Once it launches, TESS will look for new planets that orbit bright stars relatively close to Earth. We’re expecting to find giant planets, like Jupiter, but we’re also predicting we’ll find Earth-sized planets. Most of those planets will be within 300 light-years of Earth, which will make follow-up studies easier for other observatories.

TESS will find these new exoplanets by looking for their transits. A transit is a temporary dip in a star’s brightness that happens with predictable timing when a planet crosses between us and the star. The information we get from transits can tell us about the size of the planet relative to the size of its star. We’ve found nearly 3,000 planets using the transit method, many with our Kepler space telescope. That’s over 75% of all the exoplanets we’ve found so far!

TESS will look at nearly the entire sky (about 85%) over two years. The mission divides the sky into 26 sectors. TESS will look at 13 of them in the southern sky during its first year before scanning the northern sky the year after.

What makes TESS different from the other planet-hunting missions that have come before it? The Kepler mission (yellow) looked continually at one small patch of sky, spotting dim stars and their planets that are between 300 and 3,000 light-years away. TESS (blue) will look at almost the whole sky in sections, finding bright stars and their planets that are between 30 and 300 light-years away.

TESS will also have a brand new kind of orbit (visualized below). Once it reaches its final trajectory, TESS will finish one pass around Earth every 13.7 days (blue), which is half the time it takes for the Moon (gray) to orbit. This position maximizes the amount of time TESS can stare at each sector, and the satellite will transmit its data back to us each time its orbit takes it closest to Earth (orange).

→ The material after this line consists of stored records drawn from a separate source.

//! Static map description consumed when the navigation world is created.
//!
//! Layouts are plain data: adapters usually deserialise them from TOML, tests
//! assemble them with the `with_*` builders. Structural validation happens in
//! the world crate when the layout is turned into live state.

use serde::{Deserialize, Serialize};

use crate::{LevelId, MapPoint, PathwayId};

/// Layout format version understood by this crate.
pub const SUPPORTED_LAYOUT_VERSION: u32 = 1;

/// Proximity radius used when a layout does not specify one.
pub const DEFAULT_AMBUSH_RADIUS: f64 = 30.0;

/// Largest absolute coordinate a layout node may use.
///
/// Movement paths hold one waypoint per tick, so the bound caps a single path
/// at a few million points even at one pixel per tick.
pub const MAX_COORDINATE: i32 = 1 << 20;

/// Complete static description of a world map.
#[derive(Clone, Debug, PartialEq, Serialize, Deserialize)]
pub struct MapLayout {
    /// Format version of the layout document.
    pub version: u32,
    /// Coordinate of the synthetic home node.
    pub start: MapPoint,
    /// Movement speed measured in map pixels per tick.
    pub speed: u32,
    /// Distance under which an ambush point is considered in range.
    #[serde(default = "default_ambush_radius")]
    pub ambush_radius: f64,
    /// Completable level nodes.
    #[serde(default)]
    pub levels: Vec<LevelLayout>,
    /// Junction nodes linking levels together.
    #[serde(default)]
    pub pathways: Vec<PathwayLayout>,
    /// Hidden ambush points, evaluated in listed order.
    #[serde(default)]
    pub ambushes: Vec<AmbushLayout>,
}

impl MapLayout {
    /// Creates an empty layout anchored at `start` moving at `speed`.
    #[must_use]
    pub fn new(start: MapPoint, speed: u32) -> Self {
        Self {
            version: SUPPORTED_LAYOUT_VERSION,
            start,
            speed,
            ambush_radius: DEFAULT_AMBUSH_RADIUS,
            levels: Vec::new(),
            pathways: Vec::new(),
            ambushes: Vec::new(),
        }
    }

    /// Appends a level node.
    #[must_use]
    pub fn with_level(mut self, id: u32, position: MapPoint) -> Self {
        self.levels.push(LevelLayout {
            id: LevelId::new(id),
            position,
        });
        self
    }

    /// Appends a pathway node connected to the listed level ids.
    #[must_use]
    pub fn with_pathway(
        mut self,
        id: impl Into<String>,
        position: MapPoint,
        connections: &[u32],
    ) -> Self {
        self.pathways.push(PathwayLayout {
            id: PathwayId::new(id),
            position,
            connections: connections.iter().copied().map(LevelId::new).collect(),
        });
        self
    }

    /// Appends an ambush point firing with `chance` percent probability.
    #[must_use]
    pub fn with_ambush(mut self, position: MapPoint, chance: u8) -> Self {
        self.ambushes.push(AmbushLayout { position, chance });
        self
    }

    /// Overrides the ambush proximity radius.
    #[must_use]
    pub fn with_ambush_radius(mut self, radius: f64) -> Self {
        self.ambush_radius = radius;
        self
    }
}

/// Level entry within a [`MapLayout`].
#[derive(Clone, Debug, PartialEq, Eq, Serialize, Deserialize)]
pub struct LevelLayout {
    /// Identifier of the level; zero is reserved for the home node.
    pub id: LevelId,
    /// Coordinate of the level node.
    pub position: MapPoint,
}

/// Pathway entry within a [`MapLayout`].
#[derive(Clone, Debug, PartialEq, Eq, Serialize, Deserialize)]
pub struct PathwayLayout {
    /// Identifier of the pathway.
    pub id: PathwayId,
    /// Coordinate of the junction node.
    pub position: MapPoint,
    /// Levels the junction connects to.
    #[serde(default)]
    pub connections: Vec<LevelId>,
}

/// Ambush entry within a [`MapLayout`].
#[derive(Clone, Debug, PartialEq, Eq, Serialize, Deserialize)]
pub struct AmbushLayout {
    /// Coordinate of the ambush point.
    pub position: MapPoint,
    /// Trigger probability expressed as a percentage.
    pub chance: u8,
}

fn default_ambush_radius() -> f64 {
    DEFAULT_AMBUSH_RADIUS
}
//! Random sources that decide whether ambush points spring.

use quiztasy_core::AmbushRoll;
use rand::{Rng, SeedableRng};
use rand_chacha::ChaCha8Rng;

/// Seeded ChaCha generator producing reproducible percentage draws.
#[derive(Clone, Debug)]
pub struct SeededRoll {
    rng: ChaCha8Rng,
}

impl SeededRoll {
    /// Creates a generator seeded with the provided value.
    #[must_use]
    pub fn new(seed: u64) -> Self {
        Self {
            rng: ChaCha8Rng::seed_from_u64(seed),
        }
    }
}

impl AmbushRoll for SeededRoll {
    fn roll_percent(&mut self) -> u8 {
        self.rng.gen_range(1..=100)
    }
}

/// Replays a fixed sequence of draws, wrapping around when exhausted.
///
/// An empty script always rolls 100, so only certain ambushes spring.
#[derive(Clone, Debug, Default)]
pub struct ScriptedRoll {
    rolls: Vec<u8>,
    cursor: usize,
}

impl ScriptedRoll {
    /// Creates a source replaying `rolls` in order.
    #[must_use]
    pub fn new(rolls: impl Into<Vec<u8>>) -> Self {
        Self {
            rolls: rolls.into(),
            cursor: 0,
        }
    }

    /// Creates a source that always produces the same draw.
    #[must_use]
    pub fn always(roll: u8) -> Self {
        Self::new(vec![roll])
    }

    /// Number of draws consumed so far.
    #[must_use]
    pub fn draws(&self) -> usize {
        self.cursor
    }
}

impl AmbushRoll for ScriptedRoll {
    fn roll_percent(&mut self) -> u8 {
        let roll = if self.rolls.is_empty() {
            100
        } else {
            self.rolls[self.cursor % self.rolls.len()]
        };
        self.cursor = self.cursor.saturating_add(1);
        roll.clamp(1, 100)
    }
}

Kepler’s goal was to figure out how common Earth-size planets might be. TESS’s mission is to find exoplanets around bright, nearby stars so future missions, like our James Webb Space Telescope, and ground-based observatories can learn what they’re made of and potentially even study their atmospheres. TESS will provide a catalog of thousands of new subjects for us to learn about and explore.

The TESS mission is led by MIT and came together with the help of many different partners. Learn more about TESS and how it will further our knowledge of exoplanets, or check out some more awesome images and videos of the spacecraft. And stay tuned for more exciting TESS news as the spacecraft launches!

Watch the Launch!

*April 16 Update*

Launch teams are standing down today to conduct additional Guidance Navigation and Control analysis, and teams are now working towards a targeted launch of the Transiting Exoplanet Survey Satellite (TESS) on Wednesday, April 18. The TESS spacecraft is in excellent health, and remains ready for launch. TESS will launch on a Falcon 9 rocket from Space Launch Complex 40 at Cape Canaveral Air Force Station in Florida.

For more information and updates, visit: https://blogs.nasa.gov/tess/

Live Launch Coverage!

TESS is now slated to launch on Wednesday, April 18 on a SpaceX Falcon 9 rocket from our Kennedy Space Center in Florida.

Watch HERE.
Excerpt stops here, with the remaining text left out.